When you sit still, alone, in some peace and quiet, what does your mind do?
I just sat on the hood of the Jeep and stared up into the sky. Few clouds blocked the bright stars. Lightning foreshadowed a storm to come. The trees flickered like Christmas trees with a growing number of lightning bugs. In a couple of weeks there will be thousands more and the trees will be vibrant with light. Staring straight up shows me a tree meeting the sky. The fireflies are not in the trees or on the trees as one might suppose instead they fly a foot or so from the edge of the tree respecting its space. Clouds begin to roll in eeriely as if Speilberg were directing the evening. As the last star was blotted the sky, the first rain drop came ushering me to the house.

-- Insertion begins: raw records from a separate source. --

#[cfg(test)]
mod tests {
    use osplink_frame::{build_telegram, Checksum, Topology};

    use crate::procedures::Chain;
    use crate::said::{I2C_FLAG_NACK, PASSWORD_UNSET};
    use crate::testing::{session, session_with};

    fn reply(addr: u16, tid: u8, payload: &[u8]) -> Vec<u8> {
        build_telegram(addr, tid, payload, Checksum::Additive)
    }

    /// Responses that make `addr` a SAID with a powered I2C bridge.
    fn powered(addr: u16) -> Vec<Vec<u8>> {
        vec![
            reply(addr, 0x07, &[0x00, 0x00, 0x00, 0x40]),
            reply(addr, 0x58, &[0x08, 0, 0, 0, 0, 0, 0, 0]),
        ]
    }

    /// Responses for a full bus scan with devices at `present`.
    fn scan_responses(addr: u16, present: &[u8]) -> Vec<Vec<u8>> {
        let mut responses = Vec::new();
        for daddr7 in 0..0x80u8 {
            if present.contains(&daddr7) {
                responses.push(reply(addr, 0x5A, &[0x00, 10]));
                responses.push(reply(addr, 0x5E, &[0; 8]));
            } else {
                responses.push(reply(addr, 0x5A, &[I2C_FLAG_NACK, 10]));
            }
        }
        responses
    }

    #[test]
    fn password_show_and_set() {
        let (mut sh, mut st, out) = session();
        sh.add_str(&mut st, "said password\nsaid pass 0123456789ab\n@said p 1F\n");
        assert_eq!(
            out.take(),
            "stored password: FFFFFFFFFFFF\n>> stored password: 0123456789AB\n>> >> "
        );
        assert_eq!(st.said_password, 0x1F);

        sh.add_str(&mut st, "said p 0123456789ABC\nsaid p 12G4\nsaid p 1 2\n");
        assert_eq!(
            out.take(),
            "ERROR: password too long\n>> \
             ERROR: password expects hex chars, not 'G'\n>> \
             ERROR: 'password' has too many args\n>> "
        );
        assert_eq!(st.said_password, 0x1F);
    }

    #[test]
    fn warns_without_resetinit() {
        let (mut sh, mut st, out) = session();
        sh.add_str(&mut st, "said\nsaid frob\n");
        assert_eq!(
            out.take(),
            "WARNING: 'osp resetinit' must be run first\nERROR: 'said' expects argument\n>> \
             WARNING: 'osp resetinit' must be run first\nERROR: 'said' has unknown argument ('frob')\n>> "
        );
    }

    #[test]
    fn otp_read_and_write() {
        let said = reply(0x001, 0x07, &[0x00, 0x00, 0x00, 0x40]);
        let (mut sh, mut st, out) = session_with(vec![
            said.clone(),
            reply(0x001, 0x58, &[0x08, 0, 0, 0, 0, 0, 0, 0]),
            said.clone(),
            said,
        ]);
        st.chain = Some(Chain { last: 1, topology: Topology::Bidir });

        sh.add_str(&mut st, "said otp 001 0D\n");
        assert_eq!(out.take(), "SAID[001].OTP[0D] -> 08 (ok)\n>> ");

        sh.add_str(&mut st, "said otp 001 0D 08\n");
        assert_eq!(
            out.take(),
            "WARNING: SAID password not set (see 'said password')\n\
             SAID[001].OTP[0D] <- 08 (ok)\n>> "
        );
        assert_eq!(st.said_password, PASSWORD_UNSET);

        st.said_password = 0x1234;
        sh.add_str(&mut st, "@said otp 001 0E 01\n");
        assert_eq!(out.take(), ">> ");
        // identify + readotp, identify + cust + settestpw + setotp, and again
        assert_eq!(st.transport.counters().tx, 10);
    }

    #[test]
    fn otp_dump_prints_customer_area() {
        let (mut sh, mut st, out) = session_with(vec![
            reply(0x002, 0x07, &[0x00, 0x00, 0x00, 0x41]),
            reply(0x002, 0x58, &[0x08, 0x01, 0, 0, 0, 0, 0, 0]),
            reply(0x002, 0x58, &[0; 8]),
            reply(0x002, 0x58, &[0xAA, 0xBB, 0xCC, 0, 0, 0, 0, 0]),
        ]);
        st.chain = Some(Chain { last: 2, topology: Topology::Loop });
        sh.add_str(&mut st, "said otp 002\n");
        assert_eq!(
            out.take(),
            "SAID[002].OTP\n  \
             0D: 08 01 00 00 00 00 00 00\n  \
             15: 00 00 00 00 00 00 00 00\n  \
             1D: AA BB CC\n  \
             i2c bridge: enabled\n>> "
        );
    }

    #[test]
    fn otp_argument_errors() {
        let (mut sh, mut st, out) = session_with(vec![
            reply(0x001, 0x07, &[0x00, 0x00, 0x00, 0x50]),
            reply(0x001, 0x07, &[0x00, 0x00, 0x00, 0x40]),
        ]);
        st.chain = Some(Chain { last: 1, topology: Topology::Bidir });
        sh.add_str(
            &mut st,
            "said otp\nsaid otp 000\nsaid otp 001\nsaid otp 001 0C\nsaid otp 003\n",
        );
        assert_eq!(
            out.take(),
            "ERROR: 'otp' expects <addr> of SAID\n>> \
             ERROR: 'otp' expects <addr> 001..3EA, not '000'\n>> \
             ERROR: node 001 is not a SAID (id 00000050)\n>> \
             ERROR: 'otp' expects <otpaddr> 0D..1F, not '0C'\n>> \
             ERROR: identify(003) failed (no_response) - forgot 'osp resetinit'?\n>> "
        );
    }

    #[test]
    fn i2c_rejects_bad_addresses_and_nodes() {
        let (mut sh, mut st, out) = session_with(vec![
            reply(0x001, 0x07, &[0x00, 0x00, 0x00, 0x50]),
            reply(0x001, 0x07, &[0x00, 0x00, 0x00, 0x40]),
            reply(0x001, 0x58, &[0; 8]),
        ]);
        st.chain = Some(Chain { last: 1, topology: Topology::Bidir });
        sh.add_str(
            &mut st,
            "said i2c\nsaid i2c 3F1 scan\nsaid i2c 3EB scan\n\
             said i2c 001 scan\nsaid i2c 001 scan\nsaid i2c 000 freq\n",
        );
        assert_eq!(
            out.take(),
            "ERROR: i2c requires <addr>\n>> \
             ERROR: illegal <addr> '3F1'\n>> \
             ERROR: illegal <addr> '3EB'\n>> \
             ERROR: not a SAID at 001\n>> \
             ERROR: SAID at 001 has no I2C (OTP bit not set)\n>> \
             ERROR: broadcast <addr> only allowed with 'scan'\n>> "
        );
    }

    #[test]
    fn freq_show_and_set() {
        let mut responses = powered(0x001);
        responses.push(reply(0x001, 0x5A, &[0x00, 10]));
        responses.extend(powered(0x001));
        responses.push(reply(0x001, 0x5A, &[0x00, 10]));
        responses.push(reply(0x001, 0x5A, &[0x00, 3]));
        let (mut sh, mut st, out) = session_with(responses);
        st.chain = Some(Chain { last: 1, topology: Topology::Bidir });

        sh.add_str(&mut st, "said i2c 001 freq\n");
        assert_eq!(out.take(), "said(001).i2c.freq 100000 Hz (speed 10)\n>> ");

        sh.add_str(&mut st, "said i2c 001 freq 400000\n");
        assert_eq!(out.take(), "said(001).i2c.freq 333333 Hz (speed 3)\n>> ");
    }

    #[test]
    fn read_and_write_registers() {
        let mut responses = powered(0x001);
        responses.push(reply(0x001, 0x5A, &[0x00, 10]));
        responses.push(reply(0x001, 0x5E, &[0, 0, 0, 0, 0, 0x11, 0x22, 0x33]));
        responses.extend(powered(0x001));
        responses.push(reply(0x001, 0x5A, &[0x00, 10]));
        responses.extend(powered(0x001));
        responses.push(reply(0x001, 0x5A, &[I2C_FLAG_NACK, 10]));
        let (mut sh, mut st, out) = session_with(responses);
        st.chain = Some(Chain { last: 1, topology: Topology::Bidir });

        sh.add_str(&mut st, "said i2c 001 read 50 10 3\n");
        assert_eq!(out.take(), "said(001).i2c.dev(50).reg(10) 11 22 33\n>> ");

        sh.add_str(&mut st, "said i2c 001 write 50 10 AA BB\n");
        assert_eq!(out.take(), "said(001).i2c.dev(50).reg(10) AA BB\n>> ");

        sh.add_str(&mut st, "said i2c 001 read 51 00\n");
        assert_eq!(out.take(), "ERROR: read(001) failed (i2c_nack)\n>> ");
    }

    #[test]
    fn read_and_write_argument_errors() {
        let mut responses = Vec::new();
        for _ in 0..7 {
            responses.extend(powered(0x001));
        }
        let (mut sh, mut st, out) = session_with(responses);
        st.chain = Some(Chain { last: 1, topology: Topology::Bidir });
        sh.add_str(
            &mut st,
            "said i2c 001 read 80 00\n\
             said i2c 001 read 50 00 9\n\
             said i2c 001 write 50\n\
             said i2c 001 write 80 00 01\n\
             said i2c 001 write 50 00 01 02 03\n\
             said i2c 001 write 50 00 1 2 3 4 5 6 7\n\
             said i2c 001 hop\n",
        );
        assert_eq!(
            out.take(),
            "ERROR: 'read' expects <daddr7> 00..7F, not '80'\n>> \
             ERROR: 'read' expects <count> 1..8, not '9'\n>> \
             ERROR: 'write' expects <daddr7> and <raddr>\n>> \
             ERROR: 'write' expects <daddr7> to be 00..7F, not 80\n>> \
             ERROR: 'write' payload can only be 1, 2, 4, or 6 bytes (not 3)\n>> \
             ERROR: 'write' has too many args\n>> \
             ERROR: 'i2c' has unknown argument ('hop')\n>> "
        );
    }

    #[test]
    fn scan_single_node() {
        let mut responses = powered(0x001);
        responses.extend(scan_responses(0x001, &[0x50, 0x68]));
        let (mut sh, mut st, out) = session_with(responses);
        st.chain = Some(Chain { last: 1, topology: Topology::Bidir });

        sh.add_str(&mut st, "@said i2c 001 scan\n");
        assert_eq!(out.take(), "[50][68] SAID 001 has 2 I2C devices\n>> ");
    }

    #[test]
    fn verbose_scan_prints_grid() {
        let mut responses = powered(0x001);
        responses.extend(scan_responses(0x001, &[0x01]));
        let (mut sh, mut st, out) = session_with(responses);
        st.chain = Some(Chain { last: 1, topology: Topology::Bidir });

        sh.add_str(&mut st, "said i2c 001 scan\n");
        let text = out.take();
        let lines: Vec<&str> = text.lines().collect();
        assert_eq!(lines[0], "SAID 001 has I2C (now powered)");
        assert!(lines[1].starts_with("  00:  00 [01] 02 "), "{}", lines[1]);
        assert!(lines[8].starts_with("  70: "));
        assert_eq!(lines[9], "SAID 001 has 1 I2C devices");
    }

    #[test]
    fn broadcast_scan_loops_over_chain() {
        let mut responses = powered(0x001);
        responses.extend(scan_responses(0x001, &[0x20]));
        // node 2 is not a SAID
        responses.push(reply(0x002, 0x07, &[0x00, 0x00, 0x00, 0x00]));
        let (mut sh, mut st, out) = session_with(responses);
        st.chain = Some(Chain { last: 2, topology: Topology::Loop });

        sh.add_str(&mut st, "@said i2c 000 scan\n");
        assert_eq!(
            out.take(),
            "[20] SAID 001 has 1 I2C devices\ntotal 1 SAIDs have 1 I2C devices\n>> "
        );
    }
}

I cannot be calm and enjoy the moment. I must compose! I review encounters and dialogs from my day creating alternate paths and endings. I makeup situations which may or may not lay in my future to see how I would handle the scenerios. I have conversations with myself. I write blog, journal entries, and poetry in my head. My mind cannot rest.
I think of when I was a child and could sit in a tree and think of nothing. Wait. That’s not what really happened. I reviewed encounters with bullies and dumb things that I said creating alternate paths and endings. I fantasized of the days to come and imagined how I would handle each one. I conversed with myself. I daydreamed, composed letters never to be drafted nor sent, and poetry in my head. My mind would not rest.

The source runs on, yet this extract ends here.